- EXERCISE DESCRIPTION: Repeat word for word every line of the data below, from the first through the line containing "use rust_decimal_macros::dec;", and stop there.
§
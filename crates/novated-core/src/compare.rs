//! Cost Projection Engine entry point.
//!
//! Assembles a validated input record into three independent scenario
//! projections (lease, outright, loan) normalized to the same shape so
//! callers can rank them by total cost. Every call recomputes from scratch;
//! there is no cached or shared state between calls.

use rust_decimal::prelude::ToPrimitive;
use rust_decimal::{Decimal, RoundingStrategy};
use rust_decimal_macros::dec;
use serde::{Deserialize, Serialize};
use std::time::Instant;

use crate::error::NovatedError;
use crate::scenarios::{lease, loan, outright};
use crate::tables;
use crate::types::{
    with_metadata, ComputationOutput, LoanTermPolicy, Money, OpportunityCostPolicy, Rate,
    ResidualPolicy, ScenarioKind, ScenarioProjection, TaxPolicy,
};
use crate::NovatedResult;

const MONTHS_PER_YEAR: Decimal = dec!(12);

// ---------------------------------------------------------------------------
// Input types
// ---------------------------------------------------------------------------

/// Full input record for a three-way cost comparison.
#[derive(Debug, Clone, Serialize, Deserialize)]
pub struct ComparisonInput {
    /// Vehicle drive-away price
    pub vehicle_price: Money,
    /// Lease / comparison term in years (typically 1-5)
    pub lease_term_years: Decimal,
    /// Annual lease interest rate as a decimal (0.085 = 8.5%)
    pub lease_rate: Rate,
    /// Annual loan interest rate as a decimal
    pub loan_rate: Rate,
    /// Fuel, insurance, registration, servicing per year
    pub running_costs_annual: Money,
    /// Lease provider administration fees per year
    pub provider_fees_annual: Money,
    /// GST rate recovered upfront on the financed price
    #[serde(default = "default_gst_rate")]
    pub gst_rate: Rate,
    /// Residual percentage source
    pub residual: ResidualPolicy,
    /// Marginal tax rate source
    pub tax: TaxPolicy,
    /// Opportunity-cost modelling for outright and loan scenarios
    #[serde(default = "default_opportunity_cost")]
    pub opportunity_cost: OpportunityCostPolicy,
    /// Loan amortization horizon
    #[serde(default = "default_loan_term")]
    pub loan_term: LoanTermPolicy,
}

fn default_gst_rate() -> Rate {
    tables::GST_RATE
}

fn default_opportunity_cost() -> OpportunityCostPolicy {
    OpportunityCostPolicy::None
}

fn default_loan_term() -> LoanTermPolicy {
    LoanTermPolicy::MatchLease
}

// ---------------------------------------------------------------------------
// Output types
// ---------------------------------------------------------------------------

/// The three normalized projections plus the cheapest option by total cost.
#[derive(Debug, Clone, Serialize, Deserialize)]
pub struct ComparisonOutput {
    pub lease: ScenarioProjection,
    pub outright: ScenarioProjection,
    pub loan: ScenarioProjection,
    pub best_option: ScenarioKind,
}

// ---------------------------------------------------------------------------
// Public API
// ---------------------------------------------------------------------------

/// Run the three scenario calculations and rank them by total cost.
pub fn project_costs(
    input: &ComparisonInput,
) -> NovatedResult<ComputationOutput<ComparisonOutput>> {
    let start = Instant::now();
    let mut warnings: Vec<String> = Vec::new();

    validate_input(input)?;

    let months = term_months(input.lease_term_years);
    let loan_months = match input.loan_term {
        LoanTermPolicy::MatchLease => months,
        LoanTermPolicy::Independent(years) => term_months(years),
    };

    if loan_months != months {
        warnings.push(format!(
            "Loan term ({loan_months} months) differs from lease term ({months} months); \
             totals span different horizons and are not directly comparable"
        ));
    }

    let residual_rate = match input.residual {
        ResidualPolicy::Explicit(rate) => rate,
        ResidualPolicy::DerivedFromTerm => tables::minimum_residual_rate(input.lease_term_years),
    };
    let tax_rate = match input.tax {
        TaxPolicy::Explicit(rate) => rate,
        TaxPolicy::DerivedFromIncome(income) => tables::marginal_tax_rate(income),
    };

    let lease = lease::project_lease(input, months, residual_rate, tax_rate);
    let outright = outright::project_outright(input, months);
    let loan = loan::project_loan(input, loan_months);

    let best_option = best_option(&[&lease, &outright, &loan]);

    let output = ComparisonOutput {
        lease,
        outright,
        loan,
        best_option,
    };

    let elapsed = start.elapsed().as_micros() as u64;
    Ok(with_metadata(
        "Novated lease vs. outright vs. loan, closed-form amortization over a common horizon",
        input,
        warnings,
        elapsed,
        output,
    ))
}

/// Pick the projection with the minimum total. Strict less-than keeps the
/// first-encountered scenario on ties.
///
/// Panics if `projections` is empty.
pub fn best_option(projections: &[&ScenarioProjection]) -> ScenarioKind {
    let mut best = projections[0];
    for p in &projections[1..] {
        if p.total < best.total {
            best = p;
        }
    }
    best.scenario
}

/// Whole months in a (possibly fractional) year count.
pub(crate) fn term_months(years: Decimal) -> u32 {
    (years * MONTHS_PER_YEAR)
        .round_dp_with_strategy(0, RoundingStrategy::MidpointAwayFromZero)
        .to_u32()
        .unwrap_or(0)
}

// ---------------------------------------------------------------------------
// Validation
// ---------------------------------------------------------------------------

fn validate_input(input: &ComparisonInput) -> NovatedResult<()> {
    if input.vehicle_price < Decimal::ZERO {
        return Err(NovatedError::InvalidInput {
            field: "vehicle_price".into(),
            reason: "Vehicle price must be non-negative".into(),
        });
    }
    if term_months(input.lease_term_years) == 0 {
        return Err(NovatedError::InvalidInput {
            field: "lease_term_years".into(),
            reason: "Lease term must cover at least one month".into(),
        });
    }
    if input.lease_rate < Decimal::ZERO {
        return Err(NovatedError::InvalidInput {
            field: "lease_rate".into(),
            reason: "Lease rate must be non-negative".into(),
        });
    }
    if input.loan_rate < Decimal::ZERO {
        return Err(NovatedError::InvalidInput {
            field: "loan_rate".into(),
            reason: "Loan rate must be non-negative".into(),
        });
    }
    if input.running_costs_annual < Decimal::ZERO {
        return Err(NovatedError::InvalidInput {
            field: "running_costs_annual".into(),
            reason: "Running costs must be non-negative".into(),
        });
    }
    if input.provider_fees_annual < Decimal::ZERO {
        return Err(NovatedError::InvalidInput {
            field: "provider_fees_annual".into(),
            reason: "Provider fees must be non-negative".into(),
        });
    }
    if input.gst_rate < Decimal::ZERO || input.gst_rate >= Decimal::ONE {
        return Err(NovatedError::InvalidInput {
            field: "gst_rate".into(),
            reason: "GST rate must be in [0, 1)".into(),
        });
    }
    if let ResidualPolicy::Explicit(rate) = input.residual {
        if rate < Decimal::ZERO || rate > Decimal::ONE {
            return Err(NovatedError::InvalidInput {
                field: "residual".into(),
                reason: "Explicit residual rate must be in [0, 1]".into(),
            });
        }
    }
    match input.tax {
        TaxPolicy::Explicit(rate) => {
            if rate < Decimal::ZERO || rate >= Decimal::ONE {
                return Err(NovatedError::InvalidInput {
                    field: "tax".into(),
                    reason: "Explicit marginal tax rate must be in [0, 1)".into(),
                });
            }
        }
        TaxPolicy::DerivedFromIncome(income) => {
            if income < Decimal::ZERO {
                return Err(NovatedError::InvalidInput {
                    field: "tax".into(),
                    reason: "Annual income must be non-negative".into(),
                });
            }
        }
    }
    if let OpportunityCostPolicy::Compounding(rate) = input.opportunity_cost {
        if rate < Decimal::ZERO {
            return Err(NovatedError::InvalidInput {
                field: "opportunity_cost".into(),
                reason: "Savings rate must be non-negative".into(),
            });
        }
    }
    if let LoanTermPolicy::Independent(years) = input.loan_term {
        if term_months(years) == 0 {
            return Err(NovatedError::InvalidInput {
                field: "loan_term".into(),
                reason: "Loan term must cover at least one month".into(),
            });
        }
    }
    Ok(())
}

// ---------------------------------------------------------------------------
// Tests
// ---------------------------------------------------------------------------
§
- THE ANSWER:
filename crates/novated-core/src/compare.rs
//! Cost Projection Engine entry point.
//!
//! Assembles a validated input record into three independent scenario
//! projections (lease, outright, loan) normalized to the same shape so
//! callers can rank them by total cost. Every call recomputes from scratch;
//! there is no cached or shared state between calls.

use rust_decimal::prelude::ToPrimitive;
use rust_decimal::{Decimal, RoundingStrategy};
use rust_decimal_macros::dec;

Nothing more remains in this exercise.